● **To do**:
Only a number is wanted here, namely how many lines of the data contain the string "task".

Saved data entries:
·····

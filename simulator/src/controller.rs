//! Simulation controller.

use std::collections::BTreeMap;
use std::sync::Arc;
use std::time::Duration;

use futures::future::join_all;
use rand::rngs::StdRng;
use rand::{Rng, SeedableRng};
use rust_decimal::Decimal;
use serde::Serialize;
use tokio::sync::watch;
use tokio::task::JoinHandle;
use tokio::time::Instant;
use tracing::{debug, info, warn};

use wallet_common::{Currency, Result as WalletResult, UserId};
use wallet_engine::{ExchangeRequest, MetricsSnapshot, TransferRequest, WalletConfig, WalletService};
use wallet_fx::{FxError, RefresherReport, StaticQuoteSource};
use wallet_ledger::{InMemoryLedgerStore, LedgerStore};

use crate::market::Market;
use crate::metrics::{Operation, SimulationMetrics};
use crate::scenario::Scenario;

/// Knobs for one simulation run.
#[derive(Debug, Clone)]
pub struct SimulationSettings {
    /// Number of wallet users.
    pub users: u64,
    /// Number of concurrent workers issuing operations.
    pub workers: usize,
    /// Length of the run.
    pub duration: Duration,
    /// Pause between two operations of one worker.
    pub pause: Duration,
    /// How often the simulated market moves.
    pub drift_interval: Duration,
    /// Opening deposit per user and supported currency.
    pub initial_funds: Decimal,
    /// Random seed for reproducibility.
    pub seed: Option<u64>,
}

impl Default for SimulationSettings {
    fn default() -> Self {
        Self {
            users: 10,
            workers: 8,
            duration: Duration::from_secs(10),
            pause: Duration::from_millis(5),
            drift_interval: Duration::from_millis(250),
            initial_funds: Decimal::from(10_000),
            seed: None,
        }
    }
}

/// Outcome of a run whose ledger passed the conservation audit.
#[derive(Debug, Clone, Serialize)]
pub struct SimulationReport {
    pub scenario: &'static str,
    pub seed: u64,
    pub elapsed_ms: u64,
    pub users: u64,
    pub workers: usize,
    pub operations: u64,
    pub committed: BTreeMap<Operation, u64>,
    pub failures: BTreeMap<&'static str, u64>,
    pub success_rate: f64,
    pub throughput: f64,
    pub latency_avg_us: u64,
    pub latency_p50_us: u64,
    pub latency_p99_us: u64,
    pub wallet: MetricsSnapshot,
    pub refresher: RefresherReport,
    pub quote_fetches: u64,
    /// Sum of every user's balance per currency.
    pub totals: BTreeMap<Currency, Decimal>,
}

/// Controls the simulation.
pub struct SimulationController {
    settings: SimulationSettings,
    scenario: Scenario,
    service: Arc<WalletService>,
    store: Arc<InMemoryLedgerStore>,
    source: Arc<StaticQuoteSource>,
    market: Market,
    seed: u64,
}

impl SimulationController {
    /// Create a controller with a fresh ledger and a simulated quote source.
    pub fn new(mut config: WalletConfig, scenario: Scenario, settings: SimulationSettings) -> anyhow::Result<Self> {
        scenario.tune(&mut config);

        let market = Market::new();
        let source = Arc::new(StaticQuoteSource::new("simulated-market"));
        source.set_quotes(market.quotes(&config.reference_currency, config.quote_convention)?);

        let store = Arc::new(InMemoryLedgerStore::new());
        let service = WalletService::new(config, source.clone(), store.clone())?;
        let seed = settings.seed.unwrap_or_else(rand::random);

        Ok(Self {
            settings,
            scenario,
            service: Arc::new(service),
            store,
            source,
            market,
            seed,
        })
    }

    /// The service under test.
    pub fn service(&self) -> &Arc<WalletService> {
        &self.service
    }

    /// Run the scenario, then audit the ledger.
    pub async fn run(self) -> anyhow::Result<SimulationReport> {
        info!(
            scenario = self.scenario.name,
            users = self.settings.users,
            workers = self.settings.workers,
            seed = self.seed,
            "Running scenario: {}",
            self.scenario.description
        );

        let users = self.fund_users().await?;
        let started = Instant::now();
        let stop_at = started + self.settings.duration;

        let refresher = self.service.refresher().spawn();
        let (stop_tx, stop_rx) = watch::channel(false);
        let drift = self.spawn_drift(stop_rx);
        let outage = self.spawn_outage();

        let workers = (0..self.settings.workers).map(|index| {
            let worker = Worker {
                service: self.service.clone(),
                users: users.clone(),
                currencies: self.service.config().supported_currencies.clone(),
                hot_user: self.scenario.hot_user,
                pause: self.settings.pause,
                rng: StdRng::seed_from_u64(self.seed.wrapping_add(index as u64 + 1)),
            };
            tokio::spawn(worker.run(stop_at))
        });

        let mut metrics = SimulationMetrics::new();
        for result in join_all(workers).await {
            metrics.merge(result?);
        }
        let elapsed = started.elapsed();

        let _ = stop_tx.send(true);
        drift.await?;
        if let Some(outage) = outage {
            outage.abort();
        }
        let refresher = refresher.stop().await;

        let totals = self.audit().await?;
        info!(
            operations = metrics.total_operations,
            failed = metrics.failed_operations,
            "Ledger audit passed"
        );

        Ok(SimulationReport {
            scenario: self.scenario.name,
            seed: self.seed,
            elapsed_ms: u64::try_from(elapsed.as_millis()).unwrap_or(u64::MAX),
            users: self.settings.users,
            workers: self.settings.workers,
            operations: metrics.total_operations,
            success_rate: metrics.success_rate(),
            throughput: metrics.throughput(elapsed),
            latency_avg_us: metrics.average_latency_us(),
            latency_p50_us: metrics.p50_latency_us(),
            latency_p99_us: metrics.p99_latency_us(),
            committed: metrics.committed,
            failures: metrics.failures,
            wallet: self.service.metrics().snapshot(),
            refresher,
            quote_fetches: self.source.fetch_count(),
            totals,
        })
    }

    /// Open every account and deposit the opening funds.
    async fn fund_users(&self) -> anyhow::Result<Arc<Vec<UserId>>> {
        let mut users = Vec::with_capacity(self.settings.users as usize);

        for id in 1..=self.settings.users {
            let user = UserId::new(id);
            self.service.open_account(user).await?;
            for currency in &self.service.config().supported_currencies {
                self.service
                    .deposit(user, *currency, self.settings.initial_funds)
                    .await?;
            }
            users.push(user);
        }

        info!(users = users.len(), funds = %self.settings.initial_funds, "Funded users");
        Ok(Arc::new(users))
    }

    /// Move the market until told to stop.
    fn spawn_drift(&self, mut stop_rx: watch::Receiver<bool>) -> JoinHandle<()> {
        let mut market = self.market.clone();
        let source = self.source.clone();
        let config = self.service.config();
        let reference = config.reference_currency.clone();
        let convention = config.quote_convention;
        let interval = self.settings.drift_interval;
        let mut rng = StdRng::seed_from_u64(self.seed);

        tokio::spawn(async move {
            let mut ticker = tokio::time::interval(interval);
            loop {
                tokio::select! {
                    _ = ticker.tick() => {
                        market.drift(&mut rng);
                        match market.quotes(&reference, convention) {
                            Ok(quotes) => source.set_quotes(quotes),
                            Err(e) => warn!(error = %e, "Market produced no quotes"),
                        }
                    }
                    _ = stop_rx.changed() => break,
                }
            }
        })
    }

    /// Fail the quote source for the scenario's outage window.
    fn spawn_outage(&self) -> Option<JoinHandle<()>> {
        let (starts, ends) = self.scenario.outage?.window(self.settings.duration);
        let source = self.source.clone();

        Some(tokio::spawn(async move {
            tokio::time::sleep(starts).await;
            warn!("Quote source outage started");
            source.fail_with(FxError::SourceUnavailable("simulated outage".to_string()));

            if let Some(ends) = ends {
                tokio::time::sleep(ends.saturating_sub(starts)).await;
                source.recover();
                info!("Quote source recovered");
            }
        }))
    }

    /// Check that no balance is negative and that balances match the journal.
    async fn audit(&self) -> anyhow::Result<BTreeMap<Currency, Decimal>> {
        let mut totals: BTreeMap<Currency, Decimal> =
            Currency::ALL.iter().map(|currency| (*currency, Decimal::ZERO)).collect();

        for user in self.store.users() {
            let balance = self.store.balance(user).await?;
            if !balance.is_non_negative() {
                anyhow::bail!("user {user} has a negative balance: {balance:?}");
            }
            for (currency, amount) in balance.iter() {
                *totals.entry(currency).or_default() += amount;
            }
        }

        let journal = self.store.journal().net_totals();
        for (currency, total) in &totals {
            let journaled = journal.get(currency).copied().unwrap_or_default();
            if *total != journaled {
                anyhow::bail!("{currency} balances total {total} but the journal nets {journaled}");
            }
        }

        Ok(totals)
    }
}

/// One concurrent client of the wallet.
struct Worker {
    service: Arc<WalletService>,
    users: Arc<Vec<UserId>>,
    currencies: Vec<Currency>,
    hot_user: bool,
    pause: Duration,
    rng: StdRng,
}

impl Worker {
    async fn run(mut self, stop_at: Instant) -> SimulationMetrics {
        let mut metrics = SimulationMetrics::new();

        while Instant::now() < stop_at {
            let started = std::time::Instant::now();
            let (operation, result) = self.step().await;
            let latency = started.elapsed();

            match result {
                Ok(()) => metrics.record_success(operation, latency),
                Err(e) => {
                    debug!(?operation, error = %e, "Operation rejected");
                    metrics.record_failure(e.error_code(), latency);
                }
            }

            if self.pause.is_zero() {
                tokio::task::yield_now().await;
            } else {
                tokio::time::sleep(self.pause).await;
            }
        }

        metrics
    }

    async fn step(&mut self) -> (Operation, WalletResult<()>) {
        let user = self.pick_user();

        match self.rng.gen_range(0..10) {
            0..=3 if self.currencies.len() > 1 => {
                let from = self.pick_currency();
                let to = self.pick_other_currency(from);
                let request = ExchangeRequest::new(user, from, to, self.amount(50_000));
                let result = self.service.exchange(request).await.map(|_| ());
                (Operation::Exchange, result)
            }
            4..=6 if self.users.len() > 1 => {
                let other = self.pick_other_user(user);
                let (from, to) = if self.rng.gen_bool(0.5) { (user, other) } else { (other, user) };
                let request = TransferRequest::new(from, to, self.pick_currency(), self.amount(20_000));
                let result = self.service.transfer(request).await.map(|_| ());
                (Operation::Transfer, result)
            }
            9 => {
                let (currency, amount) = (self.pick_currency(), self.amount(10_000));
                let result = self.service.deposit(user, currency, amount).await.map(|_| ());
                (Operation::Deposit, result)
            }
            _ => {
                let (currency, amount) = (self.pick_currency(), self.amount(5_000));
                let result = self.service.withdraw(user, currency, amount).await.map(|_| ());
                (Operation::Withdraw, result)
            }
        }
    }

    fn pick_user(&mut self) -> UserId {
        if self.hot_user {
            return self.users[0];
        }
        self.users[self.rng.gen_range(0..self.users.len())]
    }

    fn pick_other_user(&mut self, user: UserId) -> UserId {
        loop {
            let other = self.users[self.rng.gen_range(0..self.users.len())];
            if other != user {
                return other;
            }
        }
    }

    fn pick_currency(&mut self) -> Currency {
        self.currencies[self.rng.gen_range(0..self.currencies.len())]
    }

    fn pick_other_currency(&mut self, currency: Currency) -> Currency {
        loop {
            let other = self.pick_currency();
            if other != currency {
                return other;
            }
        }
    }

    /// A random amount between 1.00 and `max_cents` / 100.
    fn amount(&mut self, max_cents: i64) -> Decimal {
        Decimal::new(self.rng.gen_range(100..max_cents), 2)
    }
}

·····

● **Response to this exercise**:
2